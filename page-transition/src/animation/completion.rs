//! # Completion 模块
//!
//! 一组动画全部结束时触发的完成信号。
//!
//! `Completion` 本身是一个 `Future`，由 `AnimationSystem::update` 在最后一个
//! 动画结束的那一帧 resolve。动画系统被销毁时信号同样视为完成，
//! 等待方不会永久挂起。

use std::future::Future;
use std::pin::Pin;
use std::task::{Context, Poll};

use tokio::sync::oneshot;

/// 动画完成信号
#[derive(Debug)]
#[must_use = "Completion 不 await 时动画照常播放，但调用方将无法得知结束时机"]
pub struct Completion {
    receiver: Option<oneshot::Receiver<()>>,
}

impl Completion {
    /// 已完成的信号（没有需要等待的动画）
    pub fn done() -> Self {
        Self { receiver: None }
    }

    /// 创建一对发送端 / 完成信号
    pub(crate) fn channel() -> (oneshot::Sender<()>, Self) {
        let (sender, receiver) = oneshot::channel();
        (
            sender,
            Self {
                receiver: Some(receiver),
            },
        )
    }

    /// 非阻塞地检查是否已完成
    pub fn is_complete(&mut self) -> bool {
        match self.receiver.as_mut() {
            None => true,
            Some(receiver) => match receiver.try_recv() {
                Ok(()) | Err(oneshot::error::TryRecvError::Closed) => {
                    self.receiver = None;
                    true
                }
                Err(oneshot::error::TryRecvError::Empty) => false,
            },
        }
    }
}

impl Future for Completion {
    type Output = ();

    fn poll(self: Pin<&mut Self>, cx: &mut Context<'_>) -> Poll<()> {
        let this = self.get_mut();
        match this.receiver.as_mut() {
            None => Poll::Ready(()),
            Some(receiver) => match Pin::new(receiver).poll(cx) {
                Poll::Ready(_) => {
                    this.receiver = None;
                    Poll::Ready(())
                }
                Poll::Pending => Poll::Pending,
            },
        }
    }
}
----------------------------------------
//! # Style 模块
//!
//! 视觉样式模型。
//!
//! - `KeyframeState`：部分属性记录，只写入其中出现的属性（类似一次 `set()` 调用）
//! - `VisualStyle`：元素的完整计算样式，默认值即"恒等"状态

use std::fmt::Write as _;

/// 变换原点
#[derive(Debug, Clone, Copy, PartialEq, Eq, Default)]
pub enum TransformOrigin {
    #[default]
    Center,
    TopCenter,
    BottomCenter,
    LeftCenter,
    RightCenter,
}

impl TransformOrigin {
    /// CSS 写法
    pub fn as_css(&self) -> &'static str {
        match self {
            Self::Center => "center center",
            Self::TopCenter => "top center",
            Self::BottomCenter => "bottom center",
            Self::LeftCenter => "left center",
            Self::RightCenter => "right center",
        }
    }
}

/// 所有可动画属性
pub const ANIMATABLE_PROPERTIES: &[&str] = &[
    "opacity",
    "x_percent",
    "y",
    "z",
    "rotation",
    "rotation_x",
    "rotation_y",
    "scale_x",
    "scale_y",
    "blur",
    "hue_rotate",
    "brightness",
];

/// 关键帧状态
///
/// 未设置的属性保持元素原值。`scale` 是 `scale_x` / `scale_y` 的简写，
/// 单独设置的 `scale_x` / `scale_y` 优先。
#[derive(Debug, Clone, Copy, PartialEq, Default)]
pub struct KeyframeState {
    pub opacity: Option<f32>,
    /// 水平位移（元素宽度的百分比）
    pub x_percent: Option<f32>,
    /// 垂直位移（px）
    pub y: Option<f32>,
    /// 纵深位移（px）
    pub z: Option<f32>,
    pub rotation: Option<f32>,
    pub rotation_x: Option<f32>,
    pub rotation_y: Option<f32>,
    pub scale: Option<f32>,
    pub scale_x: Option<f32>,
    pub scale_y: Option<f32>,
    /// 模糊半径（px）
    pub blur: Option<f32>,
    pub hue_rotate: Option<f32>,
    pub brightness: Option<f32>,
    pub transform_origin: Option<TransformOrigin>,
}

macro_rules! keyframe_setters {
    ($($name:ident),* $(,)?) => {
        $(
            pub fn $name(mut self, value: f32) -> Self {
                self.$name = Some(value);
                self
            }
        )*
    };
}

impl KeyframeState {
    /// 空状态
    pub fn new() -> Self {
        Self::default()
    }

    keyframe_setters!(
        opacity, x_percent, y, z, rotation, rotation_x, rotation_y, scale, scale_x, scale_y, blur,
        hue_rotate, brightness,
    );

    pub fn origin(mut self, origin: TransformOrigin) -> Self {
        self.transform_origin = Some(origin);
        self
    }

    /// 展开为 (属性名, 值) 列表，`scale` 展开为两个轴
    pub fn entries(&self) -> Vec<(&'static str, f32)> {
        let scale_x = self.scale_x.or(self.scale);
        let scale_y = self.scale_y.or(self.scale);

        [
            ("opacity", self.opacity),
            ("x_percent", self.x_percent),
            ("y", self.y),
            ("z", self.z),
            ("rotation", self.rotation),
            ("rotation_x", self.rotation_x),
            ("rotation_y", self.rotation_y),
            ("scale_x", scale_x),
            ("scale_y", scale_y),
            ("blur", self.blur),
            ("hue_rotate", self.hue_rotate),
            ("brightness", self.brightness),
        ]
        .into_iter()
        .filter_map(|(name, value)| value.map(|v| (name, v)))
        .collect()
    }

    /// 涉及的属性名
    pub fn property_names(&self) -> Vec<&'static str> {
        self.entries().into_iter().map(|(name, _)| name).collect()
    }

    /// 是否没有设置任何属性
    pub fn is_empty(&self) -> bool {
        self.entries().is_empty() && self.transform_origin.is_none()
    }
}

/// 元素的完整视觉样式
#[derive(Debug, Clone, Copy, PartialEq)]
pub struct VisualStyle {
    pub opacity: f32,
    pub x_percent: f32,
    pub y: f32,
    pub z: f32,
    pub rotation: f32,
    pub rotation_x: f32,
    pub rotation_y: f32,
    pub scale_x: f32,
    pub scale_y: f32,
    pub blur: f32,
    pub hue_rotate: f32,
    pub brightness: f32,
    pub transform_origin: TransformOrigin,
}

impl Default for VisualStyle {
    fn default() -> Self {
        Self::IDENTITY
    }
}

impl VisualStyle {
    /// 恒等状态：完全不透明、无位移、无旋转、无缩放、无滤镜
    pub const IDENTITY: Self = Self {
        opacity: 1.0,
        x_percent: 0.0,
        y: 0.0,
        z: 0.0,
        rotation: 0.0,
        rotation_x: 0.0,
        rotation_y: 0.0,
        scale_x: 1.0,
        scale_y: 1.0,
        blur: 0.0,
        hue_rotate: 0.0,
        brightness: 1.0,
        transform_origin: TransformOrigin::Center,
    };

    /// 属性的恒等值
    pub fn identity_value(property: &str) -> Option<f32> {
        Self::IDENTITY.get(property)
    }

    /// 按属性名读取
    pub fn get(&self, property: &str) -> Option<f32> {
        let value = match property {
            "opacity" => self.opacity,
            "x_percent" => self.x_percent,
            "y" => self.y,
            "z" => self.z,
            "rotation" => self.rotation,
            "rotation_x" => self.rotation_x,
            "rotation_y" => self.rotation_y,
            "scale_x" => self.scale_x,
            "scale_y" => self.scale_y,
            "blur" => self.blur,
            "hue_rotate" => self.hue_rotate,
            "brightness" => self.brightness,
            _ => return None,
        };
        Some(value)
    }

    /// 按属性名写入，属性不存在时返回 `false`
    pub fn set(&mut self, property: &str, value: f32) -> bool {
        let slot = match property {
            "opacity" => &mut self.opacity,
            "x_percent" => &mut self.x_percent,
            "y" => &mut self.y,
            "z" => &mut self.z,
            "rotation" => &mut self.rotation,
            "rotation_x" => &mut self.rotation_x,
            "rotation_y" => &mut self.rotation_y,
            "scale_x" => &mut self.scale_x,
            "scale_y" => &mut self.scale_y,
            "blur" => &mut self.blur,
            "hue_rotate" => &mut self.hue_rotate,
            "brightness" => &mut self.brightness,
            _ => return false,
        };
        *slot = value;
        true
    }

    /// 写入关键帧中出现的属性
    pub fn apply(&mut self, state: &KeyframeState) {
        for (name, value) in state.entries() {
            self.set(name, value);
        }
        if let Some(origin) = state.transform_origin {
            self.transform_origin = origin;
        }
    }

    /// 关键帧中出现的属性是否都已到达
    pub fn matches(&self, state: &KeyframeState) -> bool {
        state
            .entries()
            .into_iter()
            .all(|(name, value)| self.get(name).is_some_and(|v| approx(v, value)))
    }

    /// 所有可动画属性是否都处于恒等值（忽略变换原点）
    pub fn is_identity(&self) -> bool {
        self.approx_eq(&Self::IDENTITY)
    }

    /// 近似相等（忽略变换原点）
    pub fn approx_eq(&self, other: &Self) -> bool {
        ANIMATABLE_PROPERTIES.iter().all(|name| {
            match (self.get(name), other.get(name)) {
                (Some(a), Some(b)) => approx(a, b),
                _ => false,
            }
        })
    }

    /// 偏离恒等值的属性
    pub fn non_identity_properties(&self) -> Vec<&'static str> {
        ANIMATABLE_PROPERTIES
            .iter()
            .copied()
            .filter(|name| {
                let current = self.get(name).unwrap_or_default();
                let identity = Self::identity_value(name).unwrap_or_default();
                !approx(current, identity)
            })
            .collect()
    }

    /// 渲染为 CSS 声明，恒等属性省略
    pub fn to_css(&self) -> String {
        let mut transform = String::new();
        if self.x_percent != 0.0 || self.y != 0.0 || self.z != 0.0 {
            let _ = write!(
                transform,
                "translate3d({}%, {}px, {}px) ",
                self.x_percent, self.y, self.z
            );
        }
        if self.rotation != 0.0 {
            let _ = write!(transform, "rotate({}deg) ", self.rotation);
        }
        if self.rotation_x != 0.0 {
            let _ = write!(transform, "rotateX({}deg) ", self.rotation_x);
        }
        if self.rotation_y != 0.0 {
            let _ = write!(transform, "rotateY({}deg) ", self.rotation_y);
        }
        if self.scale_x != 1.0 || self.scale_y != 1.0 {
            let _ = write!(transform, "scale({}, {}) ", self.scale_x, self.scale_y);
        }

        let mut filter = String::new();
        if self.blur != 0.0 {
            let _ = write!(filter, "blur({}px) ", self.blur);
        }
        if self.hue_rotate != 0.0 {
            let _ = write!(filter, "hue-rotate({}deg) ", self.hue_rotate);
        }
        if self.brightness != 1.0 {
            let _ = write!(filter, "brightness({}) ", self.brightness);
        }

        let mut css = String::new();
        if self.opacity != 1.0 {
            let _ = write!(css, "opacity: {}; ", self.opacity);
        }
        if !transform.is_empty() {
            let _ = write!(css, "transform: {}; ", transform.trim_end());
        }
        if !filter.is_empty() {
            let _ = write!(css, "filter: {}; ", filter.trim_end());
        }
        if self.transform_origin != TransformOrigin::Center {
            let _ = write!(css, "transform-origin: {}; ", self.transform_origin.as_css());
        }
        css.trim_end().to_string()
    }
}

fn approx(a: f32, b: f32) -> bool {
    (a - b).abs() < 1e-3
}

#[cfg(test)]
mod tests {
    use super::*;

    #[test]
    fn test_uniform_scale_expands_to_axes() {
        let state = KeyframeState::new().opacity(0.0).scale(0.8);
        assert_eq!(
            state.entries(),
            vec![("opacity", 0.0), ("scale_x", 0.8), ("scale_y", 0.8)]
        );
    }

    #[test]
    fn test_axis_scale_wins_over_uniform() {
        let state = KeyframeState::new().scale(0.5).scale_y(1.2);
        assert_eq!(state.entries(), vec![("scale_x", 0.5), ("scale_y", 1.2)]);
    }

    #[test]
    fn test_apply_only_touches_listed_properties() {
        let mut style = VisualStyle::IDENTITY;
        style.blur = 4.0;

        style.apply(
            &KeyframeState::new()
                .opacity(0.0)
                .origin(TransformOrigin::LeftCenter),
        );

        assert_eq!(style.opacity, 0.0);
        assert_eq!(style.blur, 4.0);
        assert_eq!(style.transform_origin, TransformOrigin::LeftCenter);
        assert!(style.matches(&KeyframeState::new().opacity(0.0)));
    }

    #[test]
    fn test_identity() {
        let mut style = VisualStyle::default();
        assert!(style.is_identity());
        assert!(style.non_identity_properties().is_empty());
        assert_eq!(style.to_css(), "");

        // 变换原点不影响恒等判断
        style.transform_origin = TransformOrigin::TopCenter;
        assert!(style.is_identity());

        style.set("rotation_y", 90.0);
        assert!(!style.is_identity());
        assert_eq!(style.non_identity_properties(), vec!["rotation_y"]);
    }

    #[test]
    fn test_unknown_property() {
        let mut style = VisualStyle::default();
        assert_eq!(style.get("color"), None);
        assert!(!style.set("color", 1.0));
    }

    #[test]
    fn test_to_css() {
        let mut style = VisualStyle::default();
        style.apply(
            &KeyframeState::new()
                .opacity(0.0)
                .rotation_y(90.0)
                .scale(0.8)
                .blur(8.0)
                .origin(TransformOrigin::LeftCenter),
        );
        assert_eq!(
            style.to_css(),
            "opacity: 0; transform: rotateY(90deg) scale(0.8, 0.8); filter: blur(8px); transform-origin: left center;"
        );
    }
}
----------------------------------------
*Activity*
How many lines in the entries above hold the string "RightCenter"? Answer with the number and nothing more.

*The completed task*
2